Pimpinan KPK Tegaskan Sudah Berjuang untuk Novel Baswedan dkk yang Diberhentikan Hari Ini
Wakil Ketua KPK Alexander Marwata/DOK Humas KPK

Bagikan:

JAKARTA - Wakil Ketua KPK Alexander Marwata menegaskan pihaknya sudah memperjuangkan Novel Baswedan dkk yang tak lolos tes wawasan kebangsaan (TWK) dalam asesmen ASN. Tapi pada akhirnya Novel dkk diberhentikan.

“Tentu kami berjuang, dalam rapat koordinasi akhirnya disepakati ada 24 yang kemudian masih bisa dibina. Dari 24 tersebut yang 18 yang berangkat yang 6 itu menolak akhirnya yang 18 kita lantik sebagai pegawai, itu perjuangan pimpinan waktu melakukan rapat koordinasi untuk menindaklanjuti statement presiden agar dilakukan koordinasi dengan lembaga,” kata Alexander kepada wartawan. Kamis, 30 September. 

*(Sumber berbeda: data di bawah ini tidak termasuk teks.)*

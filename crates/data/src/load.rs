use crate::schema::{RawEffect, RawModifierDef};
use anyhow::{bail, Context};
use feltro_core::{
    Activation, CardFilter, Catalog, GameConfig, HandKind, ModifierDef, ModifierEffect,
    ModifierRarity, Suit,
};

const BUILTIN_MODIFIERS: &[u8] = include_bytes!("../modifiers.json");
const BUILTIN_CONFIG: &[u8] = include_bytes!("../config.json");

/// Load the shipped modifier catalog from the embedded `modifiers.json`.
pub fn load_builtin_catalog() -> Catalog {
    load_catalog(BUILTIN_MODIFIERS).expect("built-in modifiers.json must be valid")
}

/// Load the shipped tuning values from the embedded `config.json`.
pub fn load_builtin_config() -> GameConfig {
    load_config(BUILTIN_CONFIG).expect("built-in config.json must be valid")
}

pub fn load_catalog(json_bytes: &[u8]) -> anyhow::Result<Catalog> {
    let raws: Vec<RawModifierDef> =
        serde_json::from_slice(json_bytes).context("parse modifiers JSON")?;
    let defs = raws
        .iter()
        .map(resolve_modifier)
        .collect::<anyhow::Result<Vec<ModifierDef>>>()?;
    Catalog::new(defs).context("validate modifier catalog")
}

pub fn load_config(json_bytes: &[u8]) -> anyhow::Result<GameConfig> {
    serde_json::from_slice(json_bytes).context("parse config JSON")
}

fn resolve_modifier(raw: &RawModifierDef) -> anyhow::Result<ModifierDef> {
    let context = || format!("modifier {:?}", raw.id);
    Ok(ModifierDef {
        id: raw.id.clone(),
        name: raw.name.clone(),
        description: raw.description.clone(),
        rarity: parse_rarity(&raw.rarity).with_context(context)?,
        cost: raw.cost,
        activation: parse_activation(&raw.activation).with_context(context)?,
        effect: resolve_effect(&raw.effect).with_context(context)?,
    })
}

fn resolve_effect(raw: &RawEffect) -> anyhow::Result<ModifierEffect> {
    let effect = match raw.kind.as_str() {
        "add_chips" => ModifierEffect::AddChips(require_chips(raw)?),
        "add_mult" => ModifierEffect::AddMult(require_mult(raw)?),
        "per_card_chips" => ModifierEffect::PerCardChips {
            filter: require_filter(raw)?,
            chips: require_chips(raw)?,
        },
        "per_card_mult" => ModifierEffect::PerCardMult {
            filter: require_filter(raw)?,
            mult: require_mult(raw)?,
        },
        "chips_per_pool_card" => ModifierEffect::ChipsPerPoolCard(require_chips(raw)?),
        "times_mult" => ModifierEffect::TimesMult(require_mult(raw)?),
        "times_mult_if_hand" => ModifierEffect::TimesMultIfHand {
            hands: require_hands(raw)?,
            mult: require_mult(raw)?,
        },
        other => bail!("unknown effect kind {other:?}"),
    };
    Ok(effect)
}

fn require_chips(raw: &RawEffect) -> anyhow::Result<i64> {
    raw.chips
        .with_context(|| format!("effect {:?} needs a chips value", raw.kind))
}

fn require_mult(raw: &RawEffect) -> anyhow::Result<f64> {
    raw.mult
        .with_context(|| format!("effect {:?} needs a mult value", raw.kind))
}

fn require_filter(raw: &RawEffect) -> anyhow::Result<CardFilter> {
    let keyword = raw
        .filter
        .as_deref()
        .with_context(|| format!("effect {:?} needs a card filter", raw.kind))?;
    parse_filter(keyword)
}

fn require_hands(raw: &RawEffect) -> anyhow::Result<Vec<HandKind>> {
    let ids = raw
        .hands
        .as_deref()
        .with_context(|| format!("effect {:?} needs a hand list", raw.kind))?;
    if ids.is_empty() {
        bail!("effect {:?} has an empty hand list", raw.kind);
    }
    ids.iter()
        .map(|id| HandKind::from_id(id).with_context(|| format!("unknown hand kind {id:?}")))
        .collect()
}

fn parse_rarity(value: &str) -> anyhow::Result<ModifierRarity> {
    match value.to_lowercase().as_str() {
        "common" => Ok(ModifierRarity::Common),
        "uncommon" => Ok(ModifierRarity::Uncommon),
        "rare" => Ok(ModifierRarity::Rare),
        "legendary" => Ok(ModifierRarity::Legendary),
        other => bail!("unknown rarity {other:?}"),
    }
}

fn parse_activation(value: &str) -> anyhow::Result<Activation> {
    match value.to_lowercase().as_str() {
        "passive" => Ok(Activation::Passive),
        "on_play" => Ok(Activation::OnPlay),
        other => bail!("unknown activation {other:?}"),
    }
}

fn parse_filter(value: &str) -> anyhow::Result<CardFilter> {
    match value.to_lowercase().as_str() {
        "spades" => Ok(CardFilter::Suit(Suit::Spades)),
        "hearts" => Ok(CardFilter::Suit(Suit::Hearts)),
        "clubs" => Ok(CardFilter::Suit(Suit::Clubs)),
        "diamonds" => Ok(CardFilter::Suit(Suit::Diamonds)),
        "odd" => Ok(CardFilter::OddRank),
        "even" => Ok(CardFilter::EvenRank),
        other => bail!("unknown card filter {other:?}"),
    }
}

Koordinasi pun dilakukan dengan MenPAN-RB, Badan Kepegawaian Negara (BKN), Kemenkum HAM, Komisi Aparatur Sipil Negara (KASN) hingga Lembaga Administrasi Negara.

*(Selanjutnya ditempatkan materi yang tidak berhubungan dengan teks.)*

use crate::{Activation, ModifierEffect, ModifierRarity, RngState};
use serde::{Deserialize, Serialize};
use std::collections::HashMap;
use thiserror::Error;

/// A purchasable modifier as shipped in the static catalog.
#[derive(Debug, Clone, Serialize, Deserialize, PartialEq)]
pub struct ModifierDef {
    pub id: String,
    pub name: String,
    pub description: String,
    pub rarity: ModifierRarity,
    pub cost: i64,
    pub activation: Activation,
    pub effect: ModifierEffect,
}

#[derive(Debug, Error, PartialEq, Eq)]
pub enum CatalogError {
    #[error("modifier definition with empty id")]
    EmptyId,
    #[error("duplicate modifier id {0:?}")]
    DuplicateId(String),
    #[error("modifier {id:?} has non-positive cost {cost}")]
    InvalidCost { id: String, cost: i64 },
}

/// The full modifier definition set, supplied once at process start.
#[derive(Debug, Clone)]
pub struct Catalog {
    defs: Vec<ModifierDef>,
    index: HashMap<String, usize>,
}

impl Catalog {
    pub fn new(defs: Vec<ModifierDef>) -> Result<Self, CatalogError> {
        let mut index = HashMap::with_capacity(defs.len());
        for (pos, def) in defs.iter().enumerate() {
            if def.id.is_empty() {
                return Err(CatalogError::EmptyId);
            }
            if def.cost <= 0 {
                return Err(CatalogError::InvalidCost {
                    id: def.id.clone(),
                    cost: def.cost,
                });
            }
            if index.insert(def.id.clone(), pos).is_some() {
                return Err(CatalogError::DuplicateId(def.id.clone()));
            }
        }
        Ok(Self { defs, index })
    }

    pub fn get(&self, id: &str) -> Option<&ModifierDef> {
        self.index.get(id).map(|&pos| &self.defs[pos])
    }

    pub fn defs(&self) -> &[ModifierDef] {
        &self.defs
    }

    pub fn len(&self) -> usize {
        self.defs.len()
    }

    pub fn is_empty(&self) -> bool {
        self.defs.is_empty()
    }

    /// Up to `count` distinct definitions, uniformly sampled (shuffle a
    /// scratch index list and take the prefix). Fewer if the catalog is
    /// smaller than `count`.
    pub fn sample_distinct(&self, count: usize, rng: &mut RngState) -> Vec<&ModifierDef> {
        let mut indices: Vec<usize> = (0..self.defs.len()).collect();
        rng.shuffle(&mut indices);
        indices.truncate(count);
        indices.into_iter().map(|idx| &self.defs[idx]).collect()
    }
}
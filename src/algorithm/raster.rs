//! Expansion of half-resolution connectivity into full-resolution tiles

use ndarray::Array2;

use crate::algorithm::structure::StructuralCell;
use crate::spatial::grid::{MazeRegion, TileGrid};
use crate::spatial::tiles::TileType;

const fn wall_or_clear(walled: bool) -> TileType {
    if walled { TileType::Wall } else { TileType::Clear }
}

/// Write a structural maze into a grid region at double resolution
///
/// Each structural cell at `(sy, sx)` lands on the raster coordinate
/// `(top + 2*sy, left + 2*sx)` and becomes clear floor. Its bottom and right
/// walls become the tiles directly below and to the right; the diagonal
/// corner between four cells is always a wall, which closes the lattice
/// around every cell. Tiles on the region's last row and column receive no
/// wall counterpart: the outer border is the caller's concern.
pub fn rasterize(grid: &mut TileGrid, region: &MazeRegion, structure: &Array2<StructuralCell>) {
    let bottom = region.bottom();
    let right = region.right();

    for row in (region.top..bottom).step_by(2) {
        for col in (region.left..right).step_by(2) {
            let cell = structure
                .get([(row - region.top) / 2, (col - region.left) / 2])
                .copied()
                .unwrap_or_default();

            grid.set(row, col, TileType::Clear);

            if row + 1 < bottom && col + 1 < right {
                grid.set(row + 1, col + 1, TileType::Wall);
            }
            if row + 1 < bottom {
                grid.set(row + 1, col, wall_or_clear(cell.bottom_walled));
            }
            if col + 1 < right {
                grid.set(row, col + 1, wall_or_clear(cell.right_walled));
            }
        }
    }
}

Paparan dari asesor juga didengar KPK soal pegawai tak lulus TWK yang masih dapat dibina atau sudah tak dapat dibina. 

“Nah kita juga harus menghormati lembaga lain karena ini murni bukan semata-mata keputusan KPK, apalagi putusan sepihak pimpinan untuk kemudian memberhentikan 57. Biar bagaimana pun peralihan status pegawai KPK menjadi ASN yang punya kunci pintu untuk membuka yang bersangkutan boleh atau tidak boleh jadi ASN itu bukan di KPK,” kata Alex.

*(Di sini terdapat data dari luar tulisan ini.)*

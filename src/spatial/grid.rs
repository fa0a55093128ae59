//! Caller-owned tile grid and the sub-region written by one generation call
//!
//! The grid is a plain rectangular container: generation mutates it in place
//! through a region window and never resizes or retains it. Ownership stays
//! with the caller before and after the call.

use std::fmt;

use ndarray::Array2;

use crate::spatial::tiles::TileType;

/// Rectangular window of a [`TileGrid`] targeted by one generation call
///
/// Rows `[top, top + height)` and columns `[left, left + width)`. All writes
/// performed by the generation passes land inside this window.
#[derive(Debug, Clone, Copy, PartialEq, Eq)]
pub struct MazeRegion {
    /// First row written (vertical offset from the grid origin)
    pub top: usize,
    /// First column written (horizontal offset from the grid origin)
    pub left: usize,
    /// Region height in tiles
    pub height: usize,
    /// Region width in tiles
    pub width: usize,
}

impl MazeRegion {
    /// One past the last row of the region
    pub const fn bottom(&self) -> usize {
        self.top + self.height
    }

    /// One past the last column of the region
    pub const fn right(&self) -> usize {
        self.left + self.width
    }

    /// Whether a grid coordinate falls inside the region
    pub const fn contains(&self, row: usize, col: usize) -> bool {
        row >= self.top && row < self.bottom() && col >= self.left && col < self.right()
    }
}

/// Mutable rectangular container of tiles owned by the caller
///
/// Backed by a dense two-dimensional array indexed as `(row, col)`. A fresh
/// grid is entirely clear floor; the generator overwrites a sub-region and
/// leaves everything outside it untouched.
#[derive(Debug, Clone, PartialEq)]
pub struct TileGrid {
    tiles: Array2<TileType>,
}

impl TileGrid {
    /// Create a grid of the given dimensions filled with clear tiles
    pub fn new(rows: usize, cols: usize) -> Self {
        Self {
            tiles: Array2::from_elem((rows, cols), TileType::Clear),
        }
    }

    /// Number of rows in the grid
    pub fn rows(&self) -> usize {
        self.tiles.nrows()
    }

    /// Number of columns in the grid
    pub fn cols(&self) -> usize {
        self.tiles.ncols()
    }

    /// Tile at a coordinate, or `None` outside the grid
    pub fn tile(&self, row: usize, col: usize) -> Option<TileType> {
        self.tiles.get([row, col]).copied()
    }

    /// Overwrite the tile at a coordinate
    ///
    /// Out-of-bounds coordinates are ignored; generation validates its region
    /// against the grid before writing, so in-tree callers never miss.
    pub fn set(&mut self, row: usize, col: usize, tile: TileType) {
        if let Some(slot) = self.tiles.get_mut([row, col]) {
            *slot = tile;
        }
    }

    /// Whether the region lies fully inside the grid
    pub fn contains_region(&self, region: &MazeRegion) -> bool {
        region.bottom() <= self.rows() && region.right() <= self.cols()
    }

    /// Renderer codes for every tile
    ///
    /// The flat integer encoding handed to the tilemap layer; see
    /// [`TileType::code`] for the mapping.
    pub fn codes(&self) -> Array2<u8> {
        self.tiles.mapv(TileType::code)
    }

    /// Borrow the underlying tile array
    pub const fn as_array(&self) -> &Array2<TileType> {
        &self.tiles
    }
}

impl fmt::Display for TileGrid {
    fn fmt(&self, f: &mut fmt::Formatter<'_>) -> fmt::Result {
        for row in 0..self.rows() {
            for col in 0..self.cols() {
                let glyph = self.tile(row, col).map_or(' ', TileType::glyph);
                write!(f, "{glyph}")?;
            }
            writeln!(f)?;
        }
        Ok(())
    }
}

#[cfg(test)]
mod tests {
    use super::{MazeRegion, TileGrid};
    use crate::spatial::tiles::TileType;

    #[test]
    fn test_new_grid_is_all_clear() {
        let grid = TileGrid::new(4, 6);
        assert_eq!(grid.rows(), 4);
        assert_eq!(grid.cols(), 6);
        for ((_, _), &tile) in grid.as_array().indexed_iter() {
            assert_eq!(tile, TileType::Clear);
        }
    }

    #[test]
    fn test_out_of_bounds_access_is_safe() {
        let mut grid = TileGrid::new(2, 2);
        assert_eq!(grid.tile(5, 0), None);
        grid.set(5, 0, TileType::Wall);
        assert_eq!(grid, TileGrid::new(2, 2));
    }

    #[test]
    fn test_region_bounds_checks() {
        let grid = TileGrid::new(10, 8);
        let inside = MazeRegion {
            top: 2,
            left: 1,
            height: 7,
            width: 7,
        };
        let overflowing = MazeRegion {
            top: 4,
            left: 0,
            height: 7,
            width: 7,
        };
        assert!(grid.contains_region(&inside));
        assert!(!grid.contains_region(&overflowing));

        assert!(inside.contains(2, 1));
        assert!(inside.contains(8, 7));
        assert!(!inside.contains(9, 7));
        assert!(!inside.contains(1, 1));
    }
}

“Masalah pelantikan mudah sepanjang kementerian menpan misalnya membuka formatur terhadap kebutuhan pegawai dan BKN memeberikan nomor induk kepegawaian, NIP, syarat formasi, syarat NIP, lolos TWK, dan itu bukan ada di tangan KPK,” sambung dia. 

 

Novel dkk Dirikan Indonesia Memanggil 57+ Institute

Novel Baswedan dan 56 pegawai yang didepak dari KPK mendirikan Indonesia Memanggil (IM) 57+ Institute sebagai wadah melanjutkan kerja pemberantasan korupsi. 

Deklarasi pendirian institusi ini disampaikan saat puluhan pegawai tersebut menginjakkan kaki untuk terakhir kalinya di kantor komisi antirasuah.

"Dengan ini kami mendirikan IM 57+ Institute yang kemudian ke depannya akan menjadi satu wadah untuk bersatu berkolaborasi melanjutkan kerja-kerja pemberantasan korupsi dengan cara kita," kata pegawai KPK nonaktif, M Praswad Nugraha saat berorasi di Kantor Dewan Pengawas KPK, Jalan Kuningan Persada, Jakarta Selatan, Kamis, 30 September.

Institut ini nantinya akan bersatu dengan Koalisi Masyarakat Sipil Antikorupsi untuk melakukan kerja yang akan disesuaikan dengan kemampuan mereka saat masih bekerja di KPK.

Mereka yang nantinya mengisi IM 57+ Institute adalah eks Deputi Bidang Koordinasi dan Supervisi KPK Hery Muryanto; eks Direktur PJKAKI KPK Sujanarko; eks penyidik KPK Novel Baswedan; eks Direktur Sosialisasi dan Kampanye Antikorupsi KPK Giri Suprapdiono; serta eks Kabiro SDM KPK Chandra SR sebagai Executive Board.

Selain Executive Board ada juga Investigation Board yang terdiri dari para penyidik dan penyelidik senior, Law and Strategic Research Board yang beranggotakan ahli hukum dan peneliti senior, serta Education and Training Board terdiri atas jajaran ahli pendidikan dan training anti korupsi.

"Kami berhutang kepada rakyat Indonesia hari ini," tegas Praswad.